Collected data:
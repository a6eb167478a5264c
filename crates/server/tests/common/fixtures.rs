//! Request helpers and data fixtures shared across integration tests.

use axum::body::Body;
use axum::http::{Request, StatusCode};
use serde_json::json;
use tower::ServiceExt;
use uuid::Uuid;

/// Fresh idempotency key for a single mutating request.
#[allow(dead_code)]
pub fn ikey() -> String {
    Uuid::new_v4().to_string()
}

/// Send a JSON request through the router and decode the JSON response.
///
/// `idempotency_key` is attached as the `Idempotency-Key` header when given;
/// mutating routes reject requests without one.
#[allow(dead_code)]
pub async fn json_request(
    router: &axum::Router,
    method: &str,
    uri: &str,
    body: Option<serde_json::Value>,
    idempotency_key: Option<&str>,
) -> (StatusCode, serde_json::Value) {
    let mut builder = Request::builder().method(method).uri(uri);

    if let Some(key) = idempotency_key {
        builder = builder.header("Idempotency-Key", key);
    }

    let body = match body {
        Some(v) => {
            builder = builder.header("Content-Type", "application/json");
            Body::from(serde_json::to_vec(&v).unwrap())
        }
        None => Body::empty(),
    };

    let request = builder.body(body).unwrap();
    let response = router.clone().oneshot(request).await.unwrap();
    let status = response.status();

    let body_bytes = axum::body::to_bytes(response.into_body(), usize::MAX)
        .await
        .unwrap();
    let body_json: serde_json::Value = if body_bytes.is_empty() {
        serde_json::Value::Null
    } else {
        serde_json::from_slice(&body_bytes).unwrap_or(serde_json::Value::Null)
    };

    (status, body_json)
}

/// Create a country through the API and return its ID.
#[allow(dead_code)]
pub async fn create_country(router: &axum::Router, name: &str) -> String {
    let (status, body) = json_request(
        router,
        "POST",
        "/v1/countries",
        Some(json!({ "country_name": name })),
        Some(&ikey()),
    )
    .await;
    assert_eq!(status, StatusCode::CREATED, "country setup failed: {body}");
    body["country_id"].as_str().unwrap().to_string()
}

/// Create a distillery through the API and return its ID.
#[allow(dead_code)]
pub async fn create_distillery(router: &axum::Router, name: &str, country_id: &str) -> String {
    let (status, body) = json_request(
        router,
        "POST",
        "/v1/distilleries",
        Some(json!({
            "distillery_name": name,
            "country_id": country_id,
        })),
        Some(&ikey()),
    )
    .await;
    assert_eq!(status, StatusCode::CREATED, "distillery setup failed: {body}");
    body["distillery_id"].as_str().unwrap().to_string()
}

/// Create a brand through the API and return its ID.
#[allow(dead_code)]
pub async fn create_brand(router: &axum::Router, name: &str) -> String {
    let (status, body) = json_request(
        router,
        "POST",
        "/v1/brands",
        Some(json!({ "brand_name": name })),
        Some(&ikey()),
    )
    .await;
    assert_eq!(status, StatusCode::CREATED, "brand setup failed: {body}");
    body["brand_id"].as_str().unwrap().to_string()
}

WORK TO COMPLETE:
An exact number is called for here: how many lines across the records contain the word "async". Nothing else belongs in the answer.

EXERCISE ANSWER:
4